El resto es conocido. Nazismo y Segunda Guerra Mundial. El éxodo judío a Palestina. Inglaterra mengua como potencia imperial, pero Palestina tiene mas población judía, en conflicto abierto con la población árabe. Pero el canal de Suez sigue ahí, cada vez más importante. La Primera Guerra Árabe-Israelí, con el apoyo de una nueva potencia, que vendrá a sustituir al declinante Imperio Británico – pero en íntima relación con este -: los Estados Unidos. Y la base, la misma: la construcción de una nación amiga – al modo de un portaaviones -, vigilando una zona estratégica para el comercio mundial, especialmente el petróleo – en 1945, Estados Unidos dispone del 50% del comercio mundial, por cierto -.

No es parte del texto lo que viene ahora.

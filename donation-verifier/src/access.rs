//! Chain-access collaborators.
//!
//! Verifiers never talk to the network directly; they go through these
//! traits. The crate ships RPC-backed implementations in [`crate::rpc`], and
//! tests substitute in-memory ones.

use async_trait::async_trait;
use ethers_core::types::{Address, Log, H256, U256};

use crate::error::Result;

/// An EVM transaction joined with its receipt.
#[derive(Debug, Clone, Default, PartialEq)]
pub struct EvmTransaction {
    pub hash: H256,
    pub from: Address,
    pub to: Option<Address>,
    /// Native value in wei.
    pub value: U256,
    /// Block that included the transaction; `None` while in the mempool.
    pub block_number: Option<u64>,
    /// Receipt status; `None` until mined.
    pub success: Option<bool>,
    /// Receipt logs (empty until mined).
    pub logs: Vec<Log>,
}

/// Raw EVM lookups.
#[async_trait]
pub trait EvmChainAccess: Send + Sync {
    /// Transaction plus receipt, or `None` if the node does not know the hash.
    async fn transaction(&self, hash: H256) -> Result<Option<EvmTransaction>>;

    /// Number of blocks from the including block of an already fetched
    /// transaction to the tip, inclusive. `None` if it is not mined.
    async fn finality_depth(&self, tx: &EvmTransaction) -> Result<Option<u64>>;
}

/// One compiled instruction with its account keys resolved.
#[derive(Debug, Clone, PartialEq, Eq)]
pub struct SolanaInstruction {
    pub program_id: String,
    pub accounts: Vec<String>,
    pub data: Vec<u8>,
}

/// A confirmed Solana transaction.
#[derive(Debug, Clone, PartialEq, Eq)]
pub struct SolanaTransaction {
    pub signature: String,
    pub slot: u64,
    /// Set when `meta.err` is non-null.
    pub failed: bool,
    pub instructions: Vec<SolanaInstruction>,
}

/// Commitment level reported by the cluster for a signature.
#[derive(Debug, Clone, Copy, PartialEq, Eq, PartialOrd, Ord)]
pub enum SolanaCommitment {
    Processed,
    Confirmed,
    Finalized,
}

/// Raw Solana lookups.
#[async_trait]
pub trait SolanaChainAccess: Send + Sync {
    /// Transaction with instructions, or `None` if the cluster does not know it.
    async fn transaction(&self, signature: &str) -> Result<Option<SolanaTransaction>>;

    /// Current commitment of the signature, or `None` if unknown.
    async fn signature_status(&self, signature: &str) -> Result<Option<SolanaCommitment>>;
}
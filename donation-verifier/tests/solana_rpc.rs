//! Solana JSON-RPC client against a mock HTTP node.

use serde_json::json;
use std::time::Duration;
use wiremock::matchers::{body_partial_json, method};
use wiremock::{Mock, MockServer, ResponseTemplate};

use donation_verifier::solana::SYSTEM_PROGRAM_ID;
use donation_verifier::{SolanaChainAccess, SolanaCommitment, SolanaRpcClient, VerifyError};

fn signature() -> String {
    bs58::encode([3u8; 64]).into_string()
}

fn fast_client(server: &MockServer) -> SolanaRpcClient {
    SolanaRpcClient::new(&server.uri())
        .unwrap()
        .with_backoff(vec![Duration::from_millis(1); 3])
}

#[tokio::test]
async fn test_get_transaction_decodes_system_transfer() {
    let server = MockServer::start().await;
    let from = bs58::encode([1u8; 32]).into_string();
    let to = bs58::encode([7u8; 32]).into_string();

    let mut data = 2u32.to_le_bytes().to_vec();
    data.extend_from_slice(&1_000u64.to_le_bytes());

    Mock::given(method("POST"))
        .and(body_partial_json(json!({ "method": "getTransaction" })))
        .respond_with(ResponseTemplate::new(200).set_body_json(json!({
            "jsonrpc": "2.0",
            "id": 1,
            "result": {
                "slot": 123,
                "meta": { "err": null },
                "transaction": {
                    "signatures": [signature()],
                    "message": {
                        "accountKeys": [from, to, SYSTEM_PROGRAM_ID],
                        "instructions": [{
                            "programIdIndex": 2,
                            "accounts": [0, 1],
                            "data": bs58::encode(&data).into_string()
                        }]
                    }
                }
            }
        })))
        .expect(1)
        .mount(&server)
        .await;

    let client = fast_client(&server);
    let tx = client.transaction(&signature()).await.unwrap().unwrap();

    assert_eq!(tx.slot, 123);
    assert!(!tx.failed);
    assert_eq!(tx.instructions.len(), 1);
    assert_eq!(tx.instructions[0].program_id, SYSTEM_PROGRAM_ID);
    assert_eq!(tx.instructions[0].accounts[1], to);
    assert_eq!(tx.instructions[0].data, data);
}

#[tokio::test]
async fn test_unknown_signature_is_none() {
    let server = MockServer::start().await;
    Mock::given(method("POST"))
        .respond_with(ResponseTemplate::new(200).set_body_json(json!({
            "jsonrpc": "2.0",
            "id": 1,
            "result": null
        })))
        .mount(&server)
        .await;

    let client = fast_client(&server);
    assert!(client.transaction(&signature()).await.unwrap().is_none());
}

#[tokio::test]
async fn test_signature_status() {
    let server = MockServer::start().await;
    Mock::given(method("POST"))
        .and(body_partial_json(json!({ "method": "getSignatureStatuses" })))
        .respond_with(ResponseTemplate::new(200).set_body_json(json!({
            "jsonrpc": "2.0",
            "id": 1,
            "result": {
                "context": { "slot": 200 },
                "value": [{
                    "slot": 123,
                    "confirmations": null,
                    "err": null,
                    "confirmationStatus": "finalized"
                }]
            }
        })))
        .mount(&server)
        .await;

    let client = fast_client(&server);
    assert_eq!(
        client.signature_status(&signature()).await.unwrap(),
        Some(SolanaCommitment::Finalized)
    );
}

#[tokio::test]
async fn test_invalid_params_is_malformed() {
    let server = MockServer::start().await;
    Mock::given(method("POST"))
        .respond_with(ResponseTemplate::new(200).set_body_json(json!({
            "jsonrpc": "2.0",
            "id": 1,
            "error": { "code": -32602, "message": "Invalid param: WrongSize" }
        })))
        .expect(1)
        .mount(&server)
        .await;

    let client = fast_client(&server);
    let result = client.transaction("abc").await;
    assert!(matches!(result, Err(VerifyError::MalformedReference(_))));
}

#[tokio::test]
async fn test_server_errors_are_retried() {
    let server = MockServer::start().await;
    Mock::given(method("POST"))
        .respond_with(ResponseTemplate::new(503))
        .expect(3)
        .mount(&server)
        .await;

    println!("🧪 Testing retry on HTTP 503...");
    let client = fast_client(&server);
    let result = client.transaction(&signature()).await;

    assert!(matches!(result, Err(VerifyError::ChainUnavailable(_))));
    println!("✅ Pass: three attempts, then ChainUnavailable");
}
//! Error types for donation verification.
//!
//! This module defines all error types that can occur during chain
//! access, claim verification, and router configuration.

use donation_core::{ChainId, CoreError};
use thiserror::Error;

/// Errors that can occur during verification operations.
#[derive(Debug, Error)]
pub enum VerifyError {
    /// The transaction reference or address is not valid syntax for the chain family.
    #[error("Malformed reference: {0}")]
    MalformedReference(String),

    /// No verifier is registered for the chain.
    #[error("Unsupported chain: {0}")]
    UnsupportedChain(ChainId),

    /// The transaction was not found. May be transient (not yet propagated).
    #[error("Transaction {tx_reference} not found")]
    NotFound {
        /// The reference that was looked up
        tx_reference: String,
    },

    /// The transaction exists but does not match the claim. Terminal.
    #[error("Claim mismatch for {tx_reference}: {reason}")]
    Mismatch {
        /// The reference that was checked
        tx_reference: String,
        /// Which field disagreed
        reason: String,
    },

    /// The chain-access collaborator could not be reached.
    #[error("Chain unavailable: {0}")]
    ChainUnavailable(String),

    /// The claimed amount is not an integer in the chain's base unit range.
    #[error("Invalid amount: {0}")]
    InvalidAmount(String),

    /// Router or client configuration problem.
    #[error("Configuration error: {0}")]
    Config(String),
}

impl VerifyError {
    /// Whether the caller may retry the same claim later.
    ///
    /// `NotFound` and `ChainUnavailable` are transient. Everything else is
    /// either a caller error or a terminal rejection.
    pub fn is_transient(&self) -> bool {
        matches!(self, Self::NotFound { .. } | Self::ChainUnavailable(_))
    }

    /// Whether the claim was positively disproven by the chain.
    pub fn is_rejection(&self) -> bool {
        matches!(self, Self::Mismatch { .. })
    }
}

impl From<CoreError> for VerifyError {
    fn from(error: CoreError) -> Self {
        match error {
            CoreError::InvalidAmount(amount) => Self::InvalidAmount(amount),
            CoreError::InvalidChainId(chain) => Self::Config(format!("invalid chain id '{}'", chain)),
            other => Self::Config(other.to_string()),
        }
    }
}

/// Result type alias for verifier operations.
pub type Result<T> = std::result::Result<T, VerifyError>;
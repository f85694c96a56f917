//! Session lifecycle collaborator.
//!
//! Session creation, lookup and expiry belong to the host application. The
//! engine only asks whether a session may currently receive donations or
//! subscribers.

use std::collections::HashSet;
use std::sync::{PoisonError, RwLock};

use crate::claim::SessionId;

/// Existence and validity checks supplied by the host's session service.
pub trait SessionDirectory: Send + Sync {
    /// Whether the session exists and is open.
    fn is_open(&self, session_id: &SessionId) -> bool;
}

/// Directory that treats every session id as open.
#[derive(Debug, Clone, Copy, Default)]
pub struct AcceptAllSessions;

impl SessionDirectory for AcceptAllSessions {
    fn is_open(&self, _session_id: &SessionId) -> bool {
        true
    }
}

/// In-memory directory for hosts that track sessions in process.
#[derive(Debug, Default)]
pub struct StaticSessions {
    open: RwLock<HashSet<SessionId>>,
}

impl StaticSessions {
    pub fn new() -> Self {
        Self::default()
    }

    pub fn open(&self, session_id: impl Into<SessionId>) {
        self.open
            .write()
            .unwrap_or_else(PoisonError::into_inner)
            .insert(session_id.into());
    }

    pub fn close(&self, session_id: &SessionId) -> bool {
        self.open
            .write()
            .unwrap_or_else(PoisonError::into_inner)
            .remove(session_id)
    }
}

impl SessionDirectory for StaticSessions {
    fn is_open(&self, session_id: &SessionId) -> bool {
        self.open
            .read()
            .unwrap_or_else(PoisonError::into_inner)
            .contains(session_id)
    }
}

#[cfg(test)]
mod tests {
    use super::*;

    #[test]
    fn test_static_sessions() {
        let sessions = StaticSessions::new();
        let id = SessionId::new("overlay-1");
        assert!(!sessions.is_open(&id));

        sessions.open("overlay-1");
        assert!(sessions.is_open(&id));

        assert!(sessions.close(&id));
        assert!(!sessions.is_open(&id));
    }
}
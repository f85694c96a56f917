//! Verification outcome structure.
//!
//! An outcome is the verifier's judgment on a single claim. It is produced
//! once and never modified; admission reads it and either creates a
//! [`Donation`](crate::Donation) or refuses.

use ethers_core::types::U256;
use serde::{Deserialize, Serialize};
use std::fmt;

use crate::chain::ChainId;

/// How irreversible the chain considers the transaction.
#[derive(Debug, Clone, Copy, PartialEq, Eq, PartialOrd, Ord, Serialize, Deserialize)]
#[serde(rename_all = "lowercase")]
pub enum FinalityState {
    /// Seen (or not yet seen) but below the finality threshold. Poll again.
    Pending,
    /// Deep enough under the chain's confirmation policy.
    Confirmed,
    /// Reported final by the cluster itself.
    Finalized,
}

impl fmt::Display for FinalityState {
    fn fmt(&self, f: &mut fmt::Formatter<'_>) -> fmt::Result {
        match self {
            Self::Pending => write!(f, "pending"),
            Self::Confirmed => write!(f, "confirmed"),
            Self::Finalized => write!(f, "finalized"),
        }
    }
}

/// Result of verifying a donation claim.
///
/// `valid` reports whether the on-chain fields matched the claim. A valid
/// outcome may still be `Pending`; only [`is_admissible`](Self::is_admissible)
/// outcomes may become donations.
#[derive(Debug, Clone, PartialEq, Eq, Serialize, Deserialize)]
pub struct VerificationOutcome {
    pub chain_id: ChainId,
    pub tx_reference: String,
    pub valid: bool,
    #[serde(with = "decimal_amount::option", default)]
    pub confirmed_amount: Option<U256>,
    #[serde(skip_serializing_if = "Option::is_none", default)]
    pub confirmed_recipient: Option<String>,
    /// Block number (EVM) or slot (Solana) that included the transaction.
    #[serde(skip_serializing_if = "Option::is_none", default)]
    pub block_or_slot_height: Option<u64>,
    pub finality: FinalityState,
}

impl VerificationOutcome {
    /// A matching transaction at the given finality.
    pub fn matched(
        chain_id: ChainId,
        tx_reference: impl Into<String>,
        amount: U256,
        recipient: impl Into<String>,
        height: Option<u64>,
        finality: FinalityState,
    ) -> Self {
        Self {
            chain_id,
            tx_reference: tx_reference.into(),
            valid: true,
            confirmed_amount: Some(amount),
            confirmed_recipient: Some(recipient.into()),
            block_or_slot_height: height,
            finality,
        }
    }

    /// Nothing conclusive yet (for example the verification timed out).
    pub fn undetermined(chain_id: ChainId, tx_reference: impl Into<String>) -> Self {
        Self {
            chain_id,
            tx_reference: tx_reference.into(),
            valid: false,
            confirmed_amount: None,
            confirmed_recipient: None,
            block_or_slot_height: None,
            finality: FinalityState::Pending,
        }
    }

    /// Whether this outcome may be turned into a donation.
    pub fn is_admissible(&self) -> bool {
        self.valid && self.finality != FinalityState::Pending && self.confirmed_amount.is_some()
    }

    /// Whether the caller should poll again later.
    pub fn is_pending(&self) -> bool {
        self.finality == FinalityState::Pending
    }
}

impl fmt::Display for VerificationOutcome {
    fn fmt(&self, f: &mut fmt::Formatter<'_>) -> fmt::Result {
        match (&self.confirmed_amount, self.valid) {
            (Some(amount), true) => write!(
                f,
                "{} on chain {} VALID ({} base units, {})",
                self.tx_reference, self.chain_id, amount, self.finality
            ),
            _ => write!(
                f,
                "{} on chain {} UNDETERMINED ({})",
                self.tx_reference, self.chain_id, self.finality
            ),
        }
    }
}

/// Serialize `U256` amounts as base-10 strings rather than ethers' hex form.
pub(crate) mod decimal_amount {
    use ethers_core::types::U256;
    use serde::{de::Error, Deserialize, Deserializer, Serializer};

    pub fn serialize<S>(amount: &U256, serializer: S) -> Result<S::Ok, S::Error>
    where
        S: Serializer,
    {
        serializer.serialize_str(&amount.to_string())
    }

    pub fn deserialize<'de, D>(deserializer: D) -> Result<U256, D::Error>
    where
        D: Deserializer<'de>,
    {
        let text = String::deserialize(deserializer)?;
        crate::claim::parse_base_units(&text).map_err(D::Error::custom)
    }

    pub mod option {
        use super::*;

        pub fn serialize<S>(amount: &Option<U256>, serializer: S) -> Result<S::Ok, S::Error>
        where
            S: Serializer,
        {
            match amount {
                Some(a) => serializer.serialize_some(&a.to_string()),
                None => serializer.serialize_none(),
            }
        }

        pub fn deserialize<'de, D>(deserializer: D) -> Result<Option<U256>, D::Error>
        where
            D: Deserializer<'de>,
        {
            Option::<String>::deserialize(deserializer)?
                .map(|text| crate::claim::parse_base_units(&text).map_err(D::Error::custom))
                .transpose()
        }
    }
}
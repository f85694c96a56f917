//! # Donation Core
//!
//! **Data model and deduplicating ledger for multi-chain donations**
//!
//! This crate holds everything about donations that does not touch the
//! network: chain identifiers, claims, verification outcomes, the
//! deterministic donation identity, and the per-session ledger that admits
//! each on-chain donation exactly once and assigns it a sequence number.
//!
//! ## Features
//!
//! - **Idempotent**: the same chain + transaction always maps to one `DonationId`
//! - **Exact**: amounts are 256-bit integers in native base units, never floats
//! - **Sharded**: admission is serialized per session, parallel across sessions
//! - **Replayable**: each session is a sequence-indexed log, so resuming is a range query
//!
//! ## Quick Start
//!
//! ```rust
//! use donation_core::{
//!     ChainId, DonationCandidate, DonationLedger, FinalityState, SessionId, VerificationOutcome,
//! };
//! use ethers_core::types::U256;
//!
//! let ledger = DonationLedger::new();
//! let session = SessionId::new("stream-1");
//!
//! let outcome = VerificationOutcome::matched(
//!     ChainId::Evm(1),
//!     "0x2222222222222222222222222222222222222222222222222222222222222222",
//!     U256::from(5_000u64),
//!     "0x742d35cc6634c0532925a3b844bc454e4438f44e",
//!     Some(19_000_000),
//!     FinalityState::Confirmed,
//! );
//!
//! let admission = ledger
//!     .admit(&session, DonationCandidate::from_outcome(&outcome).unwrap())
//!     .unwrap();
//! assert_eq!(admission.donation().sequence, 1);
//! assert_eq!(ledger.total_for(&session).unwrap().get(&ChainId::Evm(1)), U256::from(5_000u64));
//! ```

pub mod chain;
pub mod claim;
pub mod donation;
pub mod error;
pub mod ledger;
pub mod outcome;
pub mod session;

// Re-export main types for convenience
pub use chain::{ChainFamily, ChainId, SolanaCluster};
pub use claim::{DonationClaim, DonorMetadata, SessionId};
pub use donation::{Donation, DonationCandidate, DonationId};
pub use error::{CoreError, Result};
pub use ledger::{Admission, DonationLedger, DonationList, SessionHead, SessionLedger, Totals};
pub use outcome::{FinalityState, VerificationOutcome};
pub use session::{AcceptAllSessions, SessionDirectory, StaticSessions};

Enfrente, los palestinos. Nadie. Un puñado de desarrapados, ametrallados sin piedad ante la más mínima pedrada – “Israel tiene derecho a defenderse” -.

De ahí, la espiral. Acción-reacción. Lo vieron en la película Múnich. La invasión del Líbano. Chabra y Chatila. A zambombazo limpio. Familias aniquiladas: efectos colaterales. Las “evidencias de armas de destrucción masiva” de la vergonzosa intervención de Colin Powell en la ONU. Y nuestro momento más lamentable en política internacional, en el trío de las Azores, “porque hay que estar con los que mandan”. Y Rota y Morón, que ahí siguen, a lo que diga el americano.

Matar es una abominación. Y el de Londres, un terrorista asesino. Como el de Niza o los de Bataclán, en París. Pero estos perros rabiosos no hacen sino seguir – a su modo – la dinámica asesina iniciada por unas potencias postcoloniales que se niegan a levantar la bota que pisa a sus pueblos, que malviven en su desierto con sus cabras y sus pequeñas plantaciones. Que, para controlar el flujo de mercancías y petróleo, les injertaron una teodemocracia racista bien conectada con la banca internacional que reclama una vez y otra “el derecho a defenderse”, demostrando el elevado concepto que tiene del Derecho Internacional. Y que sólo su evacuación, al modo de los colonos franceses en Argelia, permitirá acabar con esto que podría llamarse la Segunda Guerra de los Cien Años.

Termino expresando mi dolor por los fallecidos en Londres, lanzando mi más sincera condolencia a los familiares, y deseando que aquellos que estén heridos tengan una pronta recuperación. Y expresar que escribo esto en la conciencia que solo interiorizando lo escrito más arriba avanzaremos algo algún día hacia un grado de concordia entre los pueblos.

Y ahora, heme aquí dispuesto para la pública lapidación.